◆ What needs to be done:
Looking through the data, please report how many lines contain the string "base", giving nothing but the number.

◆ Given data:
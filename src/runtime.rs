// Control loop with command watchdog
// Note: commands arrive over UDP, device I/O runs in worker processes; this loop
// only moves numbers between them at fixed rates.

use std::time::{Duration, Instant};

use tokio::time::{interval, MissedTickBehavior};
use tracing::{info, warn};

use crate::chassis::{ChassisDriver, ChassisState};
use crate::config::{AgentConfig, STATUS_INTERVAL};
use crate::messages::{Health, Telemetry, TelemetryState, UwbTelemetry};
use crate::net::{CmdServer, CmdSnapshot, TelemetryClient};
use crate::safety::{clamp, Actuation, CommandPolicy};
use crate::schedule::TransmitSchedule;
use crate::unix_time;
use crate::uwb::UwbAdapter;

// Time the last zero command gets to reach the base before workers are stopped
const SHUTDOWN_SETTLE: Duration = Duration::from_millis(100);

// Period of the state log in drive-test
const DRIVE_TEST_LOG_INTERVAL: Duration = Duration::from_millis(200);

pub struct Runtime {
    car_id: String,
    policy: CommandPolicy,
    chassis: ChassisDriver,
    uwb: Option<UwbAdapter>,
    last_cmd: CmdSnapshot,
    actuation: Actuation,
}

impl Runtime {
    pub fn new(cfg: &AgentConfig) -> Self {
        let chassis = ChassisDriver::new(
            &cfg.chassis.serial_port,
            cfg.chassis.baudrate,
            cfg.chassis.control_hz,
        );
        let uwb = cfg
            .sensors
            .uwb
            .enabled
            .then(|| UwbAdapter::new(&cfg.sensors.uwb.serial_port, cfg.sensors.uwb.baudrate));

        Self {
            car_id: cfg.car_id.clone(),
            policy: CommandPolicy::new(&cfg.safety),
            chassis,
            uwb,
            last_cmd: CmdSnapshot::default(),
            actuation: Actuation {
                vx: 0.0,
                wz: 0.0,
                mode: "idle".to_string(),
                stale: true,
            },
        }
    }

    /// Spawn the device workers
    pub fn start_devices(&mut self) -> Result<(), crate::session::SessionError> {
        self.chassis.start()?;
        info!("Chassis started, alive={}", self.chassis.is_alive());

        if let Some(uwb) = self.uwb.as_mut() {
            uwb.start()?;
            info!("UWB started, alive={}", uwb.is_alive());
        }
        Ok(())
    }

    /// Apply the watchdog and limits to the latest command and write it out
    pub fn control_tick(&mut self, cmd: CmdSnapshot, now: Instant) -> &Actuation {
        let actuation = self.policy.apply(&cmd, now);

        if actuation.stale && !self.actuation.stale {
            warn!("Command stale (last seq {}), stopping base", cmd.seq);
        } else if !actuation.stale && self.actuation.stale {
            info!("Commands resumed, mode={}", actuation.mode);
        }

        self.chassis.set_cmd(actuation.vx, 0.0, actuation.wz);
        self.last_cmd = cmd;
        self.actuation = actuation;
        &self.actuation
    }

    pub fn actuation(&self) -> &Actuation {
        &self.actuation
    }

    /// Build one telemetry packet from current device state
    pub fn telemetry(&mut self, rx_count: u64, parse_err: u64) -> Telemetry {
        let st = self.chassis.get_state();

        let uwb = self.uwb.as_mut().map(|adapter| {
            let u = adapter.get_latest();
            UwbTelemetry {
                x: u.x,
                y: u.y,
                vx: u.vx,
                vy: u.vy,
                age_s: u.rx_age_s,
                err: u.err,
                alive: adapter.is_alive(),
            }
        });

        Telemetry {
            car_id: self.car_id.clone(),
            t: unix_time(),
            seq: self.last_cmd.seq,
            state: telemetry_state(&st, uwb),
            health: Health {
                alive: self.chassis.is_alive(),
                cmd_rx_count: rx_count,
                cmd_parse_err: parse_err,
                cmd_stale: self.actuation.stale,
                mode: self.actuation.mode.clone(),
            },
        }
    }

    fn log_status(&mut self, rx_count: u64, parse_err: u64) {
        let st = self.chassis.get_state();
        let act = &self.actuation;
        info!(
            "mode={} stale={} cmd(vx={:.3},wz={:.3}) state(vx={:.3},wz={:.3}) rx={} err={}",
            act.mode, act.stale, act.vx, act.wz, st.vx, st.wz, rx_count, parse_err
        );
    }

    /// Zero the command, give it time to go out, then stop intake and every worker
    pub async fn shutdown(mut self, server: CmdServer) {
        self.chassis.set_cmd(0.0, 0.0, 0.0);
        tokio::time::sleep(SHUTDOWN_SETTLE).await;
        server.stop();

        // Stopping a worker waits on the child process; keep that off the executor
        let Runtime {
            mut chassis,
            mut uwb,
            ..
        } = self;
        let stopped = tokio::task::spawn_blocking(move || {
            chassis.stop();
            if let Some(uwb) = uwb.as_mut() {
                uwb.stop();
            }
        })
        .await;
        if let Err(e) = stopped {
            warn!("Worker shutdown task failed: {}", e);
        }
    }
}

fn telemetry_state(st: &ChassisState, uwb: Option<UwbTelemetry>) -> TelemetryState {
    TelemetryState {
        vx: st.vx,
        vy: st.vy,
        vz: st.vz,
        ax: st.ax,
        ay: st.ay,
        az: st.az,
        wx: st.wx,
        wy: st.wy,
        wz: st.wz,
        err: st.err,
        uwb,
    }
}

fn ticker(period: Duration) -> tokio::time::Interval {
    let mut tick = interval(period);
    tick.set_missed_tick_behavior(MissedTickBehavior::Skip);
    tick
}

pub async fn run(cfg: AgentConfig) -> Result<(), Box<dyn std::error::Error + Send + Sync>> {
    info!("Agent boot, car_id={}", cfg.car_id);

    let mut runtime = Runtime::new(&cfg);
    runtime.start_devices()?;

    let server = CmdServer::bind(&cfg.car_id, &cfg.net.cmd_listen).await?;
    let telemetry = TelemetryClient::connect(&cfg.net.telemetry_peer).await?;
    info!("Telemetry peer: {}", telemetry.peer());

    let mut control = ticker(TransmitSchedule::period_for_hz(cfg.rates.control_hz));
    let mut publish = ticker(TransmitSchedule::period_for_hz(cfg.rates.telemetry_hz));
    let mut status = ticker(STATUS_INTERVAL);

    info!(
        "Runtime started: {}Hz control, {}Hz telemetry, {}s watchdog timeout",
        cfg.rates.control_hz, cfg.rates.telemetry_hz, cfg.safety.cmd_timeout_s
    );

    let ctrl_c = tokio::signal::ctrl_c();
    tokio::pin!(ctrl_c);

    let result = loop {
        tokio::select! {
            _ = control.tick() => {
                runtime.control_tick(server.latest(), Instant::now());
            }
            _ = publish.tick() => {
                let pkt = runtime.telemetry(server.rx_count(), server.parse_err());
                telemetry.send(pkt).await;
            }
            _ = status.tick() => {
                runtime.log_status(server.rx_count(), server.parse_err());
            }
            res = &mut ctrl_c => {
                info!("Interrupted, shutting down");
                break res;
            }
        }
    };

    runtime.shutdown(server).await;
    info!("Shutdown complete");

    result.map_err(Into::into)
}

/// Bench check of the chassis link: warm up, forward, stop, rotate, stop
pub fn drive_test(
    cfg: &AgentConfig,
    vx: f64,
    wz: f64,
    secs: f64,
) -> Result<(), Box<dyn std::error::Error + Send + Sync>> {
    let vx = clamp(vx, -cfg.safety.v_max, cfg.safety.v_max);
    let wz = clamp(wz, -cfg.safety.w_max, cfg.safety.w_max);
    let hz = cfg.chassis.control_hz;
    let dt = TransmitSchedule::period_for_hz(hz);
    let segment = Duration::from_secs_f64(secs.max(0.0));

    let mut chassis = ChassisDriver::new(&cfg.chassis.serial_port, cfg.chassis.baudrate, hz);
    chassis.start()?;
    info!(
        "Chassis started: alive={} serial={} hz={}",
        chassis.is_alive(),
        cfg.chassis.serial_port,
        hz
    );

    let mut hold = |vx: f64, wz: f64, duration: Duration| {
        let t0 = Instant::now();
        let mut last_log: Option<Instant> = None;
        while t0.elapsed() < duration {
            chassis.set_cmd(vx, 0.0, wz);
            if last_log.is_none_or(|at| at.elapsed() >= DRIVE_TEST_LOG_INTERVAL) {
                let st = chassis.get_state();
                info!(
                    "v=({:.3},{:.3},{:.3}) a=({:.3},{:.3},{:.3}) w=({:.3},{:.3},{:.3}) err={} alive={}",
                    st.vx, st.vy, st.vz, st.ax, st.ay, st.az, st.wx, st.wy, st.wz, st.err,
                    chassis.is_alive()
                );
                last_log = Some(Instant::now());
            }
            std::thread::sleep(dt);
        }
    };

    let second = Duration::from_secs(1);
    info!("Warmup 1.0s, cmd=0");
    hold(0.0, 0.0, second);
    info!("Forward {:.2}s, vx={:.3}", secs, vx);
    hold(vx, 0.0, segment);
    info!("Stop 1.0s");
    hold(0.0, 0.0, second);
    info!("Rotate {:.2}s, wz={:.3}", secs, wz);
    hold(0.0, wz, segment);
    info!("Stop 1.0s");
    hold(0.0, 0.0, second);

    chassis.set_cmd(0.0, 0.0, 0.0);
    std::thread::sleep(SHUTDOWN_SETTLE);
    chassis.stop();
    info!("Drive test done");
    Ok(())
}

#[cfg(test)]
mod tests {
    use super::*;

    fn config() -> AgentConfig {
        let mut cfg = AgentConfig::default();
        cfg.car_id = "car_1".to_string();
        cfg
    }

    fn command(vx: f64, wz: f64, rx_time: Option<Instant>) -> CmdSnapshot {
        CmdSnapshot {
            seq: 9,
            t: 0.0,
            vx,
            wz,
            mode: "manual".to_string(),
            rx_time,
        }
    }

    #[test]
    fn test_control_tick_clamps_fresh_command() {
        let mut rt = Runtime::new(&config());
        let now = Instant::now();
        let act = rt.control_tick(command(2.0, -0.1, Some(now)), now).clone();
        assert!(!act.stale);
        assert_eq!(act.vx, 0.3);
        assert_eq!(act.wz, -0.1);
        assert_eq!(act.mode, "manual");
    }

    #[test]
    fn test_control_tick_idles_without_commands() {
        let mut rt = Runtime::new(&config());
        let act = rt.control_tick(CmdSnapshot::default(), Instant::now());
        assert!(act.stale);
        assert_eq!((act.vx, act.wz), (0.0, 0.0));
        assert_eq!(act.mode, "idle");
    }

    #[test]
    fn test_telemetry_before_devices_start() {
        let mut rt = Runtime::new(&config());
        let now = Instant::now();
        rt.control_tick(command(0.1, 0.0, Some(now)), now);

        let pkt = rt.telemetry(4, 1);
        assert_eq!(pkt.car_id, "car_1");
        assert_eq!(pkt.seq, 9);
        assert_eq!(pkt.state.err, 1);
        assert!(pkt.state.uwb.is_none());
        assert!(!pkt.health.alive);
        assert!(!pkt.health.cmd_stale);
        assert_eq!(pkt.health.cmd_rx_count, 4);
        assert_eq!(pkt.health.cmd_parse_err, 1);
        assert_eq!(pkt.health.mode, "manual");
    }

    #[tokio::test]
    async fn test_shutdown_on_single_thread_runtime() {
        let mut cfg = config();
        cfg.sensors.uwb.enabled = true;
        let rt = Runtime::new(&cfg);
        let server = CmdServer::bind("car_1", "127.0.0.1:0").await.unwrap();
        let addr = server.local_addr();

        rt.shutdown(server).await;

        // The intake socket is released once the server task is gone
        let mut rebound = None;
        for _ in 0..50 {
            if let Ok(sock) = std::net::UdpSocket::bind(addr) {
                rebound = Some(sock);
                break;
            }
            tokio::time::sleep(Duration::from_millis(10)).await;
        }
        assert!(rebound.is_some());
    }

    #[test]
    fn test_telemetry_carries_uwb_block_when_enabled() {
        let mut cfg = config();
        cfg.sensors.uwb.enabled = true;
        let mut rt = Runtime::new(&cfg);

        let uwb = rt.telemetry(0, 0).state.uwb.unwrap();
        assert_eq!(uwb.err, 1);
        assert!(!uwb.alive);
        assert_eq!(uwb.age_s, crate::uwb::NEVER_AGE_S);
    }
}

◆ Exercise output:
2